DATA PROVIDED Block Start
//! Skip/limit pagination value object.

use serde::{Deserialize, Serialize};

/// Page size used when the caller supplies none, or one out of bounds.
pub const DEFAULT_LIMIT: u32 = 10;

/// Largest page a list operation will ever return.
pub const MAX_LIMIT: u32 = 100;

/// Normalized pagination window.
///
/// Always satisfies `1 <= limit <= MAX_LIMIT`.
#[derive(Debug, Clone, Copy, PartialEq, Eq, Serialize, Deserialize)]
pub struct PageRequest {
    skip: u32,
    limit: u32,
}

impl PageRequest {
    /// Strict window: a limit that is not in `1..=MAX_LIMIT` falls back to
    /// `DEFAULT_LIMIT`.
    pub fn bounded(skip: i64, limit: i64) -> Self {
        let limit = if limit <= 0 || limit > i64::from(MAX_LIMIT) {
            DEFAULT_LIMIT
        } else {
            limit as u32
        };
        Self {
            skip: clamp_skip(skip),
            limit,
        }
    }

    /// Lenient window: only a missing (zero or negative) limit falls back to
    /// `DEFAULT_LIMIT`; larger limits are kept, capped at `MAX_LIMIT`.
    pub fn defaulted(skip: i64, limit: i64) -> Self {
        let limit = if limit <= 0 {
            DEFAULT_LIMIT
        } else {
            limit.min(i64::from(MAX_LIMIT)) as u32
        };
        Self {
            skip: clamp_skip(skip),
            limit,
        }
    }

    pub fn skip(&self) -> u32 {
        self.skip
    }

    pub fn limit(&self) -> u32 {
        self.limit
    }

    /// Applies the window to an already ordered sequence.
    pub fn apply<T>(&self, items: impl IntoIterator<Item = T>) -> Vec<T> {
        items
            .into_iter()
            .skip(self.skip as usize)
            .take(self.limit as usize)
            .collect()
    }
}

impl Default for PageRequest {
    fn default() -> Self {
        Self {
            skip: 0,
            limit: DEFAULT_LIMIT,
        }
    }
}

fn clamp_skip(skip: i64) -> u32 {
    skip.clamp(0, i64::from(u32::MAX)) as u32
}
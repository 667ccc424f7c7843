//! Expense subcategory, always nested under one category.

use serde::{Deserialize, Serialize};

use crate::domain::foundation::{ExpenseCategoryId, ExpenseSubCategoryId, Timestamp, ValidationError};
use crate::domain::validation;

#[derive(Debug, Clone, PartialEq, Serialize, Deserialize)]
pub struct ExpenseSubCategory {
    pub id: ExpenseSubCategoryId,
    pub name: String,
    pub expense_category_id: ExpenseCategoryId,
    pub created_at: Timestamp,
    pub updated_at: Timestamp,
}

#[derive(Debug, Clone, PartialEq)]
pub struct ExpenseSubCategoryDraft {
    pub name: String,
    pub expense_category_id: ExpenseCategoryId,
}

impl ExpenseSubCategoryDraft {
    pub fn new(name: &str, expense_category_id: i64) -> Result<Self, ValidationError> {
        Ok(Self {
            name: validation::required_name("name", name)?,
            expense_category_id: validation::required_id(
                "expense_category_id",
                expense_category_id,
            )?,
        })
    }
}

impl ExpenseSubCategory {
    pub fn matches(&self, draft: &ExpenseSubCategoryDraft) -> bool {
        self.name == draft.name && self.expense_category_id == draft.expense_category_id
    }

    pub fn with_changes(&self, draft: ExpenseSubCategoryDraft, now: Timestamp) -> ExpenseSubCategory {
        ExpenseSubCategory {
            id: self.id,
            name: draft.name,
            expense_category_id: draft.expense_category_id,
            created_at: self.created_at,
            updated_at: now,
        }
    }

    /// Whether this subcategory sits under `category`.
    pub fn belongs_to(&self, category: ExpenseCategoryId) -> bool {
        self.expense_category_id == category
    }
}
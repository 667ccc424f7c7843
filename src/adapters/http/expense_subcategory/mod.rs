//! HTTP adapter for expense subcategory endpoints.

mod dto;
mod handlers;
mod routes;

pub use dto::{
    ExpenseSubCategoryRequest, ExpenseSubCategoryResponse, ListExpenseSubCategoriesParams,
};
pub use handlers::ExpenseSubCategoryHandlers;
pub use routes::expense_subcategory_routes;
//! HTTP adapter for expense endpoints.

mod dto;
mod handlers;
mod routes;

pub use dto::{ExpenseRequest, ExpenseResponse, ListExpensesParams};
pub use handlers::ExpenseHandlers;
pub use routes::expense_routes;
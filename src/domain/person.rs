//! Person: a payee or account owner.

use serde::{Deserialize, Serialize};

use crate::domain::foundation::{PersonId, Timestamp, ValidationError};
use crate::domain::validation;

/// Stored person record.
#[derive(Debug, Clone, PartialEq, Serialize, Deserialize)]
pub struct Person {
    pub id: PersonId,
    pub name: String,
    pub email: String,
    pub created_at: Timestamp,
    pub updated_at: Timestamp,
}

/// Validated, normalized person fields ready to be written.
#[derive(Debug, Clone, PartialEq)]
pub struct PersonDraft {
    pub name: String,
    pub email: String,
}

impl PersonDraft {
    pub fn new(name: &str, email: &str) -> Result<Self, ValidationError> {
        Ok(Self {
            name: validation::required_name("name", name)?,
            email: validation::email("email", email)?,
        })
    }
}

impl Person {
    /// True when writing `draft` would not change any mutable field.
    pub fn matches(&self, draft: &PersonDraft) -> bool {
        self.name == draft.name && self.email == draft.email
    }

    /// Copy of this record carrying the draft's fields.
    pub fn with_changes(&self, draft: PersonDraft, now: Timestamp) -> Person {
        Person {
            id: self.id,
            name: draft.name,
            email: draft.email,
            created_at: self.created_at,
            updated_at: now,
        }
    }
}
//! Ports - Interfaces for external dependencies.
//!
//! Following hexagonal architecture, ports define the contracts between
//! the domain and the outside world. Adapters implement these ports.
//!
//! ## Storage Ports
//!
//! - `PersonRepository` - People (payees and account owners)
//! - `AccountRepository` - Financial accounts
//! - `ExpenseCategoryRepository` / `ExpenseSubCategoryRepository` - Classification
//! - `ExpenseRepository` - Expense records, filtered listing
//!
//! `Repositories` bundles one handle per port so a backend can be chosen
//! once at startup and passed around as a unit.

mod account_repository;
mod expense_category_repository;
mod expense_repository;
mod expense_subcategory_repository;
mod person_repository;

use std::sync::Arc;

pub use account_repository::AccountRepository;
pub use expense_category_repository::ExpenseCategoryRepository;
pub use expense_repository::{ExpenseFilter, ExpenseReference, ExpenseRepository};
pub use expense_subcategory_repository::ExpenseSubCategoryRepository;
pub use person_repository::PersonRepository;

/// One storage handle per entity, all backed by the same store.
#[derive(Clone)]
pub struct Repositories {
    pub persons: Arc<dyn PersonRepository>,
    pub accounts: Arc<dyn AccountRepository>,
    pub categories: Arc<dyn ExpenseCategoryRepository>,
    pub subcategories: Arc<dyn ExpenseSubCategoryRepository>,
    pub expenses: Arc<dyn ExpenseRepository>,
}
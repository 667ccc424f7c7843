//! Error bodies and status mapping shared by every resource.

use axum::{
    extract::rejection::{JsonRejection, QueryRejection},
    http::StatusCode,
    response::{IntoResponse, Response},
    Json,
};
use serde::{Deserialize, Serialize};

use crate::application::ServiceError;

/// JSON body returned for every failed request.
#[derive(Debug, Clone, PartialEq, Serialize, Deserialize)]
pub struct ErrorResponse {
    pub code: String,
    pub message: String,
}

impl ErrorResponse {
    pub fn new(code: impl Into<String>, message: impl Into<String>) -> Self {
        Self {
            code: code.into(),
            message: message.into(),
        }
    }

    pub fn bad_request(message: impl Into<String>) -> Self {
        Self::new("INVALID_INPUT", message)
    }
}

impl From<&ServiceError> for ErrorResponse {
    fn from(err: &ServiceError) -> Self {
        let message = match err {
            ServiceError::InvalidInput(msg)
            | ServiceError::DataNotFound(msg)
            | ServiceError::ConflictingData(msg) => msg.clone(),
            ServiceError::NoUpdatedData => "no data to update".to_string(),
            ServiceError::Internal => "internal server error".to_string(),
        };
        Self::new(err.code(), message)
    }
}

/// Status code a service failure is reported with.
pub fn status_for(err: &ServiceError) -> StatusCode {
    match err {
        ServiceError::InvalidInput(_) | ServiceError::NoUpdatedData => StatusCode::BAD_REQUEST,
        ServiceError::DataNotFound(_) => StatusCode::NOT_FOUND,
        ServiceError::ConflictingData(_) => StatusCode::CONFLICT,
        ServiceError::Internal => StatusCode::INTERNAL_SERVER_ERROR,
    }
}

pub fn service_error_response(err: ServiceError) -> Response {
    (status_for(&err), Json(ErrorResponse::from(&err))).into_response()
}

pub fn bad_request(message: impl Into<String>) -> Response {
    (
        StatusCode::BAD_REQUEST,
        Json(ErrorResponse::bad_request(message)),
    )
        .into_response()
}

/// Parses the `:id` path segment. Range checks happen in the services.
pub fn parse_path_id(raw: &str) -> Result<i64, Response> {
    raw.trim()
        .parse::<i64>()
        .map_err(|_| bad_request(format!("invalid id: {}", raw)))
}

pub fn json_rejection(rejection: JsonRejection) -> Response {
    bad_request(rejection.body_text())
}

pub fn query_rejection(rejection: QueryRejection) -> Response {
    bad_request(rejection.body_text())
}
DATA PROVIDED Block End
INSTRUCTIONS FOR THE TASK -> From the listing, copy each line containing the word "crate".

WRITTEN RESPONSE ->
use crate::domain::foundation::{ExpenseCategoryId, ExpenseSubCategoryId, Timestamp, ValidationError};
use crate::domain::validation;
use crate::domain::foundation::{PersonId, Timestamp, ValidationError};
use crate::domain::validation;
use crate::application::ServiceError;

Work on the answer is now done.